Powdered fermented milk product and nutritional compositions containing it for promoting intestinal health, nutrient absorption, and beneficial gut microbiota. The fermented milk powder is made by fermenting milk with specific strains of Bifidobacterium lactis and Lactobacillus rhamnosus. This fermentation process creates a powdered product with beneficial metabolites for intestinal health. The powder can be used in infant formula, growing-up milk, and other nutritional compositions to promote gut health, nutrient absorption, and beneficial microbiota.

2. Goat's Milk Fermented with Native Lactobacillus mucosae and Inulin, Incorporating Mandacaru Fruit Extract

UNIV ESTADUAL DA PARAIBA, 2022

A functional goat's milk product with probiotics and prebiotics for health benefits. The product is made by fermenting goat's milk with a native probiotic strain, Lactobacillus mucosae, along with a starter culture. Inulin, a prebiotic fiber, is added during heating and fermentation. Antioxidant-rich mandacaru fruit extract is added after fermentation. The final product contains the probiotic strain, prebiotic fiber, and antioxidants.

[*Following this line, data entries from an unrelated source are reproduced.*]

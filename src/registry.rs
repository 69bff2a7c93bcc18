//! Registry discovery and the definition lookup index.
//!
//! A registry is a directory tree of JSON definition files; several
//! registries form an ordered chain. The index maps qualified names to
//! version-ordered definitions, commands back to the definition carrying
//! them, and bare names to the namespaces they are known under.

use crate::definition::{Definition, DefinitionError, load_definition};
use crate::history::{EventCollector, EventType};
use crate::requirement::Requirement;
use crate::system::{CurrentSystemError, SystemDescriptor};
use serde_json::json;
use std::collections::{BTreeMap, BTreeSet};
use std::fs;
use std::path::{Path, PathBuf};
use std::sync::Arc;
use thiserror::Error;

#[derive(Debug, Error)]
pub enum RegistryError {
    #[error(transparent)]
    Definition(#[from] DefinitionError),
    #[error(transparent)]
    System(#[from] CurrentSystemError),
    #[error("failed to scan registry {path}: {source}")]
    Scan {
        path: PathBuf,
        source: std::io::Error,
    },
}

pub type Result<T> = std::result::Result<T, RegistryError>;

#[derive(Debug)]
pub struct RegistryIndex {
    /// Qualified name -> definitions, newest version first. Among equal
    /// versions the later registry wins.
    definitions: BTreeMap<String, Vec<Arc<Definition>>>,
    command_index: BTreeMap<String, String>,
    namespace_index: BTreeMap<String, BTreeSet<String>>,
    implicit_packages: Vec<Requirement>,
    registry_paths: Vec<PathBuf>,
}

impl RegistryIndex {
    /// Scan the registry chain and build the lookup index. Disabled
    /// definitions and definitions whose system constraint does not match
    /// `system` are left out.
    pub fn discover(
        registry_paths: &[PathBuf],
        system: &SystemDescriptor,
        collector: &mut EventCollector,
    ) -> Result<Self> {
        let mut records = Vec::new();
        for registry_path in registry_paths {
            let before = records.len();
            scan_registry(registry_path, registry_path, &mut records)?;
            collector.event_with(
                EventType::RegistryScanned,
                registry_path.display().to_string(),
                json!({"definitions": records.len() - before}),
            );
        }
        Self::build(records, registry_paths.to_vec(), system, collector)
    }

    fn build(
        records: Vec<Arc<Definition>>,
        registry_paths: Vec<PathBuf>,
        system: &SystemDescriptor,
        collector: &mut EventCollector,
    ) -> Result<Self> {
        let mut definitions: BTreeMap<String, Vec<(usize, Arc<Definition>)>> = BTreeMap::new();
        let mut command_index = BTreeMap::new();
        let mut namespace_index: BTreeMap<String, BTreeSet<String>> = BTreeMap::new();
        let mut implicit_names = Vec::new();

        for (order, definition) in records.into_iter().enumerate() {
            if definition.disabled() {
                continue;
            }
            if let Some(constraint) = definition.system() {
                if !system.matches(constraint)? {
                    continue;
                }
            }

            let qualified = definition.qualified_name();
            if let Some(namespace) = definition.namespace() {
                namespace_index
                    .entry(definition.identifier().to_string())
                    .or_default()
                    .insert(namespace.to_string());
            }
            for command in definition.command().keys() {
                if let Some(previous) =
                    command_index.insert(command.clone(), qualified.clone())
                {
                    if previous != qualified {
                        collector.event_with(
                            EventType::CommandOverridden,
                            format!("command {command:?} now maps to {qualified:?}"),
                            json!({"command": command, "previous": previous}),
                        );
                    }
                }
            }
            if definition.auto_use() && !implicit_names.contains(&qualified) {
                implicit_names.push(qualified.clone());
            }
            definitions.entry(qualified).or_default().push((order, definition));
        }

        let definitions: BTreeMap<String, Vec<Arc<Definition>>> = definitions
            .into_iter()
            .map(|(name, mut versions)| {
                versions.sort_by(|(a_order, a), (b_order, b)| {
                    b.version()
                        .cmp(a.version())
                        .then_with(|| b_order.cmp(a_order))
                });
                (
                    name,
                    versions.into_iter().map(|(_, def)| def).collect(),
                )
            })
            .collect();

        // Implicit packages in reverse discovery order: deeper registries
        // end up first, giving them higher priority at the root.
        let implicit_packages = implicit_names
            .into_iter()
            .rev()
            .filter_map(|name| {
                definitions
                    .get(&name)
                    .and_then(|versions| versions.first())
                    .map(|definition| definition.implicit_requirement())
            })
            .collect();

        Ok(Self {
            definitions,
            command_index,
            namespace_index,
            implicit_packages,
            registry_paths,
        })
    }

    pub fn registry_paths(&self) -> &[PathBuf] {
        &self.registry_paths
    }

    /// Index over in-memory records on a permissive host; unit tests in
    /// sibling modules build fixtures through this.
    #[cfg(test)]
    pub(crate) fn build_for_tests(records: Vec<Arc<Definition>>) -> Self {
        Self::build(
            records,
            vec![PathBuf::from("/reg")],
            &SystemDescriptor::new(
                "linux",
                "x86_64",
                "linux",
                crate::version::Version::new([0]),
            ),
            &mut EventCollector::new(),
        )
        .expect("test registry index")
    }

    /// Requirements for every auto-use definition, highest priority first.
    pub fn implicit_packages(&self) -> &[Requirement] {
        &self.implicit_packages
    }

    /// All known versions of a qualified name, newest first.
    pub fn versions_of(&self, qualified_name: &str) -> &[Arc<Definition>] {
        self.definitions
            .get(qualified_name)
            .map(Vec::as_slice)
            .unwrap_or(&[])
    }

    /// Namespaces a bare name is known under.
    pub fn namespaces_of(&self, name: &str) -> Option<&BTreeSet<String>> {
        self.namespace_index.get(name)
    }

    pub fn command_index(&self) -> &BTreeMap<String, String> {
        &self.command_index
    }

    /// The qualified name of the definition carrying a command.
    pub fn fetch_from_command(&self, command: &str) -> Option<&str> {
        self.command_index.get(command).map(String::as_str)
    }

    /// Resolve a requirement to the best matching definition.
    ///
    /// Namespace resolution, in order: the request's own namespace; the
    /// sole known namespace; a namespace equal to the bare name; a
    /// namespace-hint intersection ranked by the namespace counter (ties
    /// break lexicographically). Anything else is ambiguous. A name known
    /// under no namespace at all resolves to its bare definition.
    pub fn fetch(
        &self,
        request: &Requirement,
        hints: &BTreeSet<String>,
        counter: &BTreeMap<String, u32>,
    ) -> std::result::Result<&Arc<Definition>, DefinitionError> {
        let qualified = self.resolve_qualified_name(request, hints, counter)?;
        let versions = self.versions_of(&qualified);

        for definition in versions {
            if !request.specifiers().matches(definition.version()) {
                continue;
            }
            // A requested variant must exist at this version; otherwise
            // descend to the next highest.
            if !request.extras().is_empty()
                && !request
                    .extras()
                    .iter()
                    .any(|extra| definition.variant_index(extra).is_some())
            {
                continue;
            }
            return Ok(definition);
        }
        Err(DefinitionError::NotFound {
            request: request.to_string(),
        })
    }

    fn resolve_qualified_name(
        &self,
        request: &Requirement,
        hints: &BTreeSet<String>,
        counter: &BTreeMap<String, u32>,
    ) -> std::result::Result<String, DefinitionError> {
        if request.namespace().is_some() {
            return Ok(request.qualified_name());
        }
        let name = request.name();

        let Some(known) = self.namespace_index.get(name) else {
            // No namespace carries this name; a namespace-less definition
            // is the only possible match.
            if self.definitions.contains_key(name) {
                return Ok(name.to_string());
            }
            return Err(DefinitionError::NotFound {
                request: request.to_string(),
            });
        };
        if known.len() == 1 {
            let namespace = known.iter().next().map(String::as_str).unwrap_or_default();
            return Ok(format!("{namespace}::{name}"));
        }
        // Self-titled namespace wins: `massive` resolves to
        // `massive::massive` over `maya::massive`.
        if known.contains(name) {
            return Ok(format!("{name}::{name}"));
        }
        let mut intersecting: Vec<&String> = known.intersection(hints).collect();
        if !intersecting.is_empty() {
            intersecting.sort_by(|a, b| {
                let count_a = counter.get(*a).copied().unwrap_or(0);
                let count_b = counter.get(*b).copied().unwrap_or(0);
                count_b.cmp(&count_a).then_with(|| a.cmp(b))
            });
            let namespace = intersecting[0];
            return Ok(format!("{namespace}::{name}"));
        }
        Err(DefinitionError::AmbiguousNamespace {
            name: name.to_string(),
            namespaces: known.iter().cloned().collect(),
        })
    }
}
//! User configuration.
//!
//! Loaded from `$WIZ_CONFIG` when set, otherwise from
//! `~/.config/wiz/config.toml`. A missing file yields the defaults.
//! `WIZ_REGISTRY_PATHS` (colon-separated) overrides the configured
//! registry chain, and command-line flags override everything.

use serde::Deserialize;
use std::env;
use std::fs;
use std::path::PathBuf;
use thiserror::Error;

#[derive(Debug, Error)]
pub enum ConfigError {
    #[error("failed to read config {path}: {source}")]
    Io {
        path: PathBuf,
        source: std::io::Error,
    },
    #[error("failed to parse config {path}: {source}")]
    Parse {
        path: PathBuf,
        source: toml::de::Error,
    },
}

pub type Result<T> = std::result::Result<T, ConfigError>;

#[derive(Debug, Clone, Default, Deserialize)]
#[serde(default, rename_all = "kebab-case", deny_unknown_fields)]
pub struct Config {
    /// Ordered registry chain; later registries take precedence.
    pub registry_paths: Vec<PathBuf>,
    pub max_attempts: Option<usize>,
    pub max_combinations: Option<usize>,
    pub include_implicit: Option<bool>,
}

impl Config {
    /// Load the effective configuration, applying environment overrides.
    pub fn load() -> Result<Config> {
        let mut config = match config_path() {
            Some(path) if path.is_file() => Config::from_path(&path)?,
            _ => Config::default(),
        };
        if let Ok(paths) = env::var("WIZ_REGISTRY_PATHS") {
            config.registry_paths = env::split_paths(&paths).collect();
        }
        Ok(config)
    }

    pub fn from_path(path: &PathBuf) -> Result<Config> {
        let data = fs::read_to_string(path).map_err(|source| ConfigError::Io {
            path: path.clone(),
            source,
        })?;
        toml::from_str(&data).map_err(|source| ConfigError::Parse {
            path: path.clone(),
            source,
        })
    }
}

fn config_path() -> Option<PathBuf> {
    if let Ok(path) = env::var("WIZ_CONFIG") {
        return Some(PathBuf::from(path));
    }
    dirs::config_dir().map(|dir| dir.join("wiz").join("config.toml"))
}

#[cfg(test)]
mod tests {
    use super::*;
    use std::fs;
    use tempfile::TempDir;

    #[test]
    fn parses_a_full_config() {
        let temp = TempDir::new().unwrap();
        let path = temp.path().join("config.toml");
        fs::write(
            &path,
            r#"
registry-paths = ["/studio/registry", "/project/registry"]
max-attempts = 5
max-combinations = 100
include-implicit = false
"#,
        )
        .unwrap();

        let config = Config::from_path(&path).unwrap();
        assert_eq!(config.registry_paths.len(), 2);
        assert_eq!(config.max_attempts, Some(5));
        assert_eq!(config.max_combinations, Some(100));
        assert_eq!(config.include_implicit, Some(false));
    }

    #[test]
    fn empty_file_yields_defaults() {
        let temp = TempDir::new().unwrap();
        let path = temp.path().join("config.toml");
        fs::write(&path, "").unwrap();

        let config = Config::from_path(&path).unwrap();
        assert!(config.registry_paths.is_empty());
        assert_eq!(config.max_attempts, None);
    }

    #[test]
    fn unknown_keys_are_rejected() {
        let temp = TempDir::new().unwrap();
        let path = temp.path().join("config.toml");
        fs::write(&path, "unexpected = 1\n").unwrap();
        assert!(matches!(
            Config::from_path(&path),
            Err(ConfigError::Parse { .. })
        ));
    }
}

3. Method for Identifying Synergistic Probiotic-Prebiotic Combinations via Sequential Batch Fermentation and Selective Media Plating

NUTECH VENTURES INC, 2021

A method for identifying synergistic probiotic-prebiotic combinations through in vitro enrichment of probiotic strains. The approach involves a targeted fermentation model where probiotic strains are enriched through sequential batch fermentation using a specific prebiotic, followed by transfer to fresh medium. The enriched probiotic strains are then plated on selective media to identify those that establish and maintain in the gut microbiota. This approach enables the discovery of synergistic probiotic-prebiotic combinations that can enhance gut health benefits beyond individual probiotic supplementation.

4. Yogurt Composition with Lactobacillus acidophilus Strain and Optional Additives

NARINE BULGARIA AD, 2017

Acidophilic milk yogurt with probiotic properties for dietary and rational nutrition. The yogurt contains milk, active cells from a specific strain of Lactobacillus acidophilus bacteria, and optional ingredients like inulin, pectin, ginseng extract, and food supplements. The Lactobacillus acidophilus bacteria in the yogurt improves gut health and stimulates the immune system. The specific strain used is resistant to stomach acid and colonizes the intestines.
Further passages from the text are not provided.